Primary prevention of cardiovascular events with
aspirin in patients with elevated cardiovascular risk, including diabetics, is currently under intense discussion. Data from meta-analyses suggests that the efficacy of
aspirin in these patients is low, whereas there is a significantly increased
bleeding tendency. However, meta-analyses are based on trials that differ in many important aspects, including study selection. Fresh insights were expected from the ASCEND trial, by far the largest primary, randomized, placebo-controlled prevention trial in diabetics without known
cardiovascular disease.

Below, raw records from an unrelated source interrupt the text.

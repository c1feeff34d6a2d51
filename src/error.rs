//!
//! # Custom Error Handling
//!
//! This module defines the custom error type `AppError` used throughout the application.
//! Every service operation, policy check and store call reports failure through it, so
//! handlers can simply propagate with `?`.
//!
//! `AppError` implements `actix_web::error::ResponseError` to turn each variant into the
//! matching HTTP status with a JSON body. Internal failures (database, hashing, config)
//! are logged with their detail and rendered to the caller as an opaque message.

use actix_web::{error::ResponseError, http::StatusCode, HttpResponse};
use serde_json::json;
use std::fmt;
use validator::ValidationErrors;

/// Result alias used by services, stores and handlers.
pub type AppResult<T> = Result<T, AppError>;

/// Represents all possible errors that can occur within the application.
#[derive(Debug, Clone, PartialEq, Eq)]
pub enum AppError {
    /// The request carries no valid identity (HTTP 401).
    /// Checked before every other outcome by `AuthMiddleware`.
    Unauthorized(String),
    /// The actor is authenticated but lacks the relationship the action requires (HTTP 403).
    Forbidden(String),
    /// A malformed request that is not a data-model violation (HTTP 400).
    BadRequest(String),
    /// A referenced board, task, comment or user does not exist (HTTP 404).
    NotFound(String),
    /// The endpoint exists but the operation is intentionally disabled (HTTP 405).
    MethodNotAllowed(String),
    /// The payload violates a data-model invariant (HTTP 422).
    /// The message always names the offending ids or fields.
    ValidationError(String),
    /// An unexpected server-side error (HTTP 500).
    InternalServerError(String),
    /// An error originating from the store (HTTP 500).
    DatabaseError(String),
}

impl fmt::Display for AppError {
    fn fmt(&self, f: &mut fmt::Formatter) -> fmt::Result {
        match self {
            AppError::Unauthorized(msg) => write!(f, "Unauthorized: {}", msg),
            AppError::Forbidden(msg) => write!(f, "Forbidden: {}", msg),
            AppError::BadRequest(msg) => write!(f, "Bad Request: {}", msg),
            AppError::NotFound(msg) => write!(f, "Not Found: {}", msg),
            AppError::MethodNotAllowed(msg) => write!(f, "Method Not Allowed: {}", msg),
            AppError::ValidationError(msg) => write!(f, "Validation Error: {}", msg),
            AppError::InternalServerError(msg) => write!(f, "Internal Server Error: {}", msg),
            AppError::DatabaseError(msg) => write!(f, "Database Error: {}", msg),
        }
    }
}

impl std::error::Error for AppError {}

impl AppError {
    /// Builds a `NotFound` for an entity kind and id, e.g. `Board 4 not found`.
    pub fn not_found(kind: &str, id: i32) -> Self {
        AppError::NotFound(format!("{} {} not found", kind, id))
    }
}

/// Converts `AppError` variants into `HttpResponse` objects.
impl ResponseError for AppError {
    fn status_code(&self) -> StatusCode {
        match self {
            AppError::Unauthorized(_) => StatusCode::UNAUTHORIZED,
            AppError::Forbidden(_) => StatusCode::FORBIDDEN,
            AppError::BadRequest(_) => StatusCode::BAD_REQUEST,
            AppError::NotFound(_) => StatusCode::NOT_FOUND,
            AppError::MethodNotAllowed(_) => StatusCode::METHOD_NOT_ALLOWED,
            AppError::ValidationError(_) => StatusCode::UNPROCESSABLE_ENTITY,
            AppError::InternalServerError(_) | AppError::DatabaseError(_) => {
                StatusCode::INTERNAL_SERVER_ERROR
            }
        }
    }

    fn error_response(&self) -> HttpResponse {
        let message = match self {
            AppError::InternalServerError(detail) | AppError::DatabaseError(detail) => {
                log::error!("{}", detail);
                "Internal server error"
            }
            AppError::Unauthorized(msg)
            | AppError::Forbidden(msg)
            | AppError::BadRequest(msg)
            | AppError::NotFound(msg)
            | AppError::MethodNotAllowed(msg)
            | AppError::ValidationError(msg) => msg.as_str(),
        };
        HttpResponse::build(self.status_code()).json(json!({
            "error": message
        }))
    }
}

/// Converts `sqlx::Error` into `AppError`.
///
/// `sqlx::Error::RowNotFound` maps to `AppError::NotFound`, everything else
/// becomes `AppError::DatabaseError`.
impl From<sqlx::Error> for AppError {
    fn from(error: sqlx::Error) -> AppError {
        match error {
            sqlx::Error::RowNotFound => AppError::NotFound("Record not found".into()),
            _ => AppError::DatabaseError(error.to_string()),
        }
    }
}

impl From<sqlx::migrate::MigrateError> for AppError {
    fn from(error: sqlx::migrate::MigrateError) -> AppError {
        AppError::DatabaseError(format!("Migration failed: {}", error))
    }
}

/// Converts `validator::ValidationErrors` into `AppError::ValidationError`.
impl From<ValidationErrors> for AppError {
    fn from(error: ValidationErrors) -> AppError {
        AppError::ValidationError(error.to_string())
    }
}

/// Converts `jsonwebtoken::errors::Error` into `AppError::Unauthorized`.
impl From<jsonwebtoken::errors::Error> for AppError {
    fn from(error: jsonwebtoken::errors::Error) -> AppError {
        AppError::Unauthorized(error.to_string())
    }
}

/// Converts `bcrypt::BcryptError` into `AppError::InternalServerError`.
impl From<bcrypt::BcryptError> for AppError {
    fn from(error: bcrypt::BcryptError) -> AppError {
        AppError::InternalServerError(error.to_string())
    }
}
pub mod board;
pub mod comment;
pub mod task;
pub mod user;

use serde::{Deserialize, Deserializer};

pub use board::{
    Board, BoardChanges, BoardDetail, BoardInput, BoardSummary, BoardUpdateInput,
    BoardUpdateView, NewBoard,
};
pub use comment::{Comment, CommentInput, CommentView, NewComment};
pub use task::{
    NewTask, Task, TaskInput, TaskPatchView, TaskPriority, TaskStatus, TaskUpdateInput, TaskView,
};
pub use user::{Credentials, NewUser, User, UserSummary};

pub type UserId = i32;
pub type BoardId = i32;
pub type TaskId = i32;
pub type CommentId = i32;

/// Marks a field as present whenever its key appears, even with a `null` value.
/// Combine with `#[serde(default)]` so an absent key stays `None`.
pub(crate) fn deserialize_present<'de, D, T>(deserializer: D) -> Result<Option<T>, D::Error>
where
    D: Deserializer<'de>,
    T: Deserialize<'de>,
{
    T::deserialize(deserializer).map(Some)
}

There was a small but significant reduction in serious cardiovascular events by
aspirin (8.6% vs. 9.6%) but also a significant increase in major
bleeding: 4.1% versus 3.2%. Unfortunately, this trial did not meet the desired annual rate of elevated vascular risk of ≥ 2%. It was only 1.2 to 1.3%, and thus in the range of other primary prevention trials in low-risk patients. Apart from potential compliance problems, possible explanations for the small cardioprotective effect of antiplatelet treatment include a healthy lifestyle as well as improved vascular protection by comedication with vasoactive and anti-inflammatory drugs, such as
statins or
antihypertensive agents, as well as
proton-pump inhibitors that might modify
bleeding, specifically in the upper gastrointestinal tract-the most frequently affected site. Also, the introduction of new
antidiabetic drugs with more favorable cardiovascular effects may in part explain the low event rate. ASCEND, similar to ARRIVE, did not study patients at elevated (as planned) but only at low vascular risk and, therefore, was largely confirmatory of earlier primary prevention trials.